=== Source records ===

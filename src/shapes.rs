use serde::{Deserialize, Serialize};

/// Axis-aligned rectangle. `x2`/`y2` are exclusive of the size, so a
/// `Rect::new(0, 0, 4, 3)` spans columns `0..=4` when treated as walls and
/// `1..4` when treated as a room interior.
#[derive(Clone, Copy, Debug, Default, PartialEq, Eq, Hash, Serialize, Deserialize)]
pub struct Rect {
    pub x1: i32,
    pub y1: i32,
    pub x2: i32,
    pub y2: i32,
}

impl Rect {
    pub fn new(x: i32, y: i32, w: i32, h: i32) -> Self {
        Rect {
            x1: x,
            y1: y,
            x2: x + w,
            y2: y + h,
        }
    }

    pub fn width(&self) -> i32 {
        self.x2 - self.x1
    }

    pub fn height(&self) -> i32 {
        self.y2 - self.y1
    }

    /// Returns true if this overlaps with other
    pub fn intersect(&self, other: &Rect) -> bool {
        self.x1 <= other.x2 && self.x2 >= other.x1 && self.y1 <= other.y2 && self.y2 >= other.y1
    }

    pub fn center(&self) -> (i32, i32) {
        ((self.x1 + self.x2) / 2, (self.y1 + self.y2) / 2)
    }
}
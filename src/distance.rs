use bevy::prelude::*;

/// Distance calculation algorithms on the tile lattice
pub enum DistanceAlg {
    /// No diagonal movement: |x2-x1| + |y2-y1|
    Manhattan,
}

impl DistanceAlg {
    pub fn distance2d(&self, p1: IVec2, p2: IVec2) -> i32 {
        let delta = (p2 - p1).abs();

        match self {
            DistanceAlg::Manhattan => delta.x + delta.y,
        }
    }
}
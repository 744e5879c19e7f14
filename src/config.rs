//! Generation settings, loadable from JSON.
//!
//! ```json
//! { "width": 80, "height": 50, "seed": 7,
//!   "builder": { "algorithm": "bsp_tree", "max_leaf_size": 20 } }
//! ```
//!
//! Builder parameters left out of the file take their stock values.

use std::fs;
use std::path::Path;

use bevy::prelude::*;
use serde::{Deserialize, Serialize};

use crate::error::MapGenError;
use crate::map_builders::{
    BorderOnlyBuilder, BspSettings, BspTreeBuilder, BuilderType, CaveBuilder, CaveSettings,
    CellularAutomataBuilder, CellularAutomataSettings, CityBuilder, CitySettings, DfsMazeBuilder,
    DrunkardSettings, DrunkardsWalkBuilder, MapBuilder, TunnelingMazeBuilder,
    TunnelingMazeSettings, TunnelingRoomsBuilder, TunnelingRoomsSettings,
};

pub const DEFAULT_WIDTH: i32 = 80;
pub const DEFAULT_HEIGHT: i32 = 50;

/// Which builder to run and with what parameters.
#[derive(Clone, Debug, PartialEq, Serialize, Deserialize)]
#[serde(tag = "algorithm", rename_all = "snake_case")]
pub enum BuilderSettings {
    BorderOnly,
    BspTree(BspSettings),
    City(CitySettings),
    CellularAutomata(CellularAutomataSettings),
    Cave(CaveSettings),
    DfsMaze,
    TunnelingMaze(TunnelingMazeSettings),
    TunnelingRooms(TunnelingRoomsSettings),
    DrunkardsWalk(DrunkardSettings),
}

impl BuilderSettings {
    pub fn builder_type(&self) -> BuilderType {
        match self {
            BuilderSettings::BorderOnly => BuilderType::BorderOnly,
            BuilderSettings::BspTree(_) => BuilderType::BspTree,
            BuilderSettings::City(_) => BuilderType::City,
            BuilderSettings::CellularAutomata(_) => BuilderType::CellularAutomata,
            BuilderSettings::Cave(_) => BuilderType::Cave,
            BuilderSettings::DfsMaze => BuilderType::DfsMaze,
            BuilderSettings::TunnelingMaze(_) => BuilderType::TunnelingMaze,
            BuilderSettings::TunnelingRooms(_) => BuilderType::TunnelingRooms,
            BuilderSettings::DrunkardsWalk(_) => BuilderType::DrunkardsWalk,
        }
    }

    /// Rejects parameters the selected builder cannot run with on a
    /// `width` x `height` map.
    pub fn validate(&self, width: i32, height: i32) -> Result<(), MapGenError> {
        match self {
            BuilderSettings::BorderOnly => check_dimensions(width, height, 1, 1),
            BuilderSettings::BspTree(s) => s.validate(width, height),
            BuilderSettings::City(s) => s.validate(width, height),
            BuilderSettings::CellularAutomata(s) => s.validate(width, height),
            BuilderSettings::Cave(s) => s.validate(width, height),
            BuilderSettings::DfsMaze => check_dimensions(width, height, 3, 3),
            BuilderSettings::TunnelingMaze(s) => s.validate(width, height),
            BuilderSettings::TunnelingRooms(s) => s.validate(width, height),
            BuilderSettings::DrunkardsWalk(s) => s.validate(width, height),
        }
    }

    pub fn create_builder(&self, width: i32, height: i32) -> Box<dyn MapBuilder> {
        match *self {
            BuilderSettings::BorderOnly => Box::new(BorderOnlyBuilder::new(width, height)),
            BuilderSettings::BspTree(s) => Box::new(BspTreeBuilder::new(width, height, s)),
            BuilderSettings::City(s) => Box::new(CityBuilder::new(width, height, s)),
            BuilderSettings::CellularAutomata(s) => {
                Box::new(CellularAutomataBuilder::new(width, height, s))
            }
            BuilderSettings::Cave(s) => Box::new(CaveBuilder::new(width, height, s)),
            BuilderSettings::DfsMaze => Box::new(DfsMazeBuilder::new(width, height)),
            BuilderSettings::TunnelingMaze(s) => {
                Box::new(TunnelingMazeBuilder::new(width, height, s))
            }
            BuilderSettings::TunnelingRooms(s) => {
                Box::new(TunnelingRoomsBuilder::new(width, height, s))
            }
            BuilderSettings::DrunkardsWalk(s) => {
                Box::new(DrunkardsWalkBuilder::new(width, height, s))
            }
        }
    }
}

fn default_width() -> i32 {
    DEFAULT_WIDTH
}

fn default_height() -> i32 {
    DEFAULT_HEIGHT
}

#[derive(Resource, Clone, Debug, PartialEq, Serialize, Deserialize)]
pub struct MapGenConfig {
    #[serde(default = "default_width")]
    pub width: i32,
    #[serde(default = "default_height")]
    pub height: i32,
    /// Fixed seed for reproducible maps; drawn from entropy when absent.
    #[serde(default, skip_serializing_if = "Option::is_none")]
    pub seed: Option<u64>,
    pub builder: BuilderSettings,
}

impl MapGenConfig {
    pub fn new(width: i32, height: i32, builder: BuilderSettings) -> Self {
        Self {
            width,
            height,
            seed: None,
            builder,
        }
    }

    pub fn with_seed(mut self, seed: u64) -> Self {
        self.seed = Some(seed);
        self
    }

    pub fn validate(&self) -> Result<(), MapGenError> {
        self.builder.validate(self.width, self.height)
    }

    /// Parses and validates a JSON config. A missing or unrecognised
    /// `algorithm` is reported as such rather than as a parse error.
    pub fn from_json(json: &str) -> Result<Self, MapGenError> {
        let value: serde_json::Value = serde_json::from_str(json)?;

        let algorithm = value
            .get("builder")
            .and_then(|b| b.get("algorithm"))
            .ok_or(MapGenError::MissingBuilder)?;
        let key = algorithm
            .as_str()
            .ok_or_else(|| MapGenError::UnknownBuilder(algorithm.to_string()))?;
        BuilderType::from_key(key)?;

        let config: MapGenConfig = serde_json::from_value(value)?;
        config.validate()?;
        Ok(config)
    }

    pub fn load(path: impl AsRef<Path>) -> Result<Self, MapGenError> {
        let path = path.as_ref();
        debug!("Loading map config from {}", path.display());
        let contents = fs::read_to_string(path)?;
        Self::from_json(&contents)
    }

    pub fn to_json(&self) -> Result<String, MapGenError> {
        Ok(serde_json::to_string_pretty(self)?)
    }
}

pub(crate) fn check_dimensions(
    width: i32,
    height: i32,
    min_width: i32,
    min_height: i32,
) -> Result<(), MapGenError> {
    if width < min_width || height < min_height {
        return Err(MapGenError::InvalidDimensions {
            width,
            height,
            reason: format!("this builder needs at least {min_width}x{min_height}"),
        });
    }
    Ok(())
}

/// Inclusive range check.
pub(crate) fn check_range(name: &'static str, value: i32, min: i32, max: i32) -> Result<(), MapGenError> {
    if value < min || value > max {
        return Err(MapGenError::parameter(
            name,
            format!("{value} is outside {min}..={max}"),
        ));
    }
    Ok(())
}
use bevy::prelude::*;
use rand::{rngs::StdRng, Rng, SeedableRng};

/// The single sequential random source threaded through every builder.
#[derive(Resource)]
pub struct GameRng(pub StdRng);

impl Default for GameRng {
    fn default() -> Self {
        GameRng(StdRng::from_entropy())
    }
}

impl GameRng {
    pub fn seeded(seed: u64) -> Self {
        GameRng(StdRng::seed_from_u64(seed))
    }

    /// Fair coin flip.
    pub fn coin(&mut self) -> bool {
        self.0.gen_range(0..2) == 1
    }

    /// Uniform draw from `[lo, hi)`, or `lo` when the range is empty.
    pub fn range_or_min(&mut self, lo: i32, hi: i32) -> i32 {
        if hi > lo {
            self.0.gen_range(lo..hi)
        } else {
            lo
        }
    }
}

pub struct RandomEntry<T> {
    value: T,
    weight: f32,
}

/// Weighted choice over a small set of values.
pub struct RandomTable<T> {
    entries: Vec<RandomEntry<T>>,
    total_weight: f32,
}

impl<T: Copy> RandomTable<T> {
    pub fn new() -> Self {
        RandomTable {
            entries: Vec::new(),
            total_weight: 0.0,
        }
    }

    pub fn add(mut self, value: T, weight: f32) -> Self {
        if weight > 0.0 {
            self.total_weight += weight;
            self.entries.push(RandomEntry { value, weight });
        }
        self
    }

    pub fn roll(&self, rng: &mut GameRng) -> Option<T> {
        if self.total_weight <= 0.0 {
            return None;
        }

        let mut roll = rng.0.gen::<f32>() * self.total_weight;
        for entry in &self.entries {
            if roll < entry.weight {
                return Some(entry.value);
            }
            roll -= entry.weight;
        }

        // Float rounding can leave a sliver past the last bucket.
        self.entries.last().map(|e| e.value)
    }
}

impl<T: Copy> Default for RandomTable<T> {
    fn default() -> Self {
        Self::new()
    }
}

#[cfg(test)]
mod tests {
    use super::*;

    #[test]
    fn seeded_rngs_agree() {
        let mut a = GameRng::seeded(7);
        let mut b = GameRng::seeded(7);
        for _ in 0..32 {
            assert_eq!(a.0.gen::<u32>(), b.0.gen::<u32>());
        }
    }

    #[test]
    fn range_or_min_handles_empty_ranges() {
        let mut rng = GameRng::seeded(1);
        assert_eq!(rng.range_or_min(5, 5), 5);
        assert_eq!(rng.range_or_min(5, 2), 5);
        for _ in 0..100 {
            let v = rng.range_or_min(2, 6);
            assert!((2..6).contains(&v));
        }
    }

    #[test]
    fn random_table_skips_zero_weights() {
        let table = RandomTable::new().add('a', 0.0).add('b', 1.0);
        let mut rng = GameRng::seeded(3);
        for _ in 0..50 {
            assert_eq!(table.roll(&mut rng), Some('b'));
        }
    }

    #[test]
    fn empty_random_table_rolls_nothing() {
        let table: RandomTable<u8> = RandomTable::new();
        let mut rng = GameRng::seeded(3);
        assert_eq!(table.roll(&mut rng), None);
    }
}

===

*What is needed*:
From the listing above, return the lines starting at the one with "pub fn load(path: impl" and ending at the one with "pub fn to_json(&self)", both kept, exactly as they appear and nothing more.

*Result below*:
    pub fn load(path: impl AsRef<Path>) -> Result<Self, MapGenError> {
        let path = path.as_ref();
        debug!("Loading map config from {}", path.display());
        let contents = fs::read_to_string(path)?;
        Self::from_json(&contents)
    }

    pub fn to_json(&self) -> Result<String, MapGenError> {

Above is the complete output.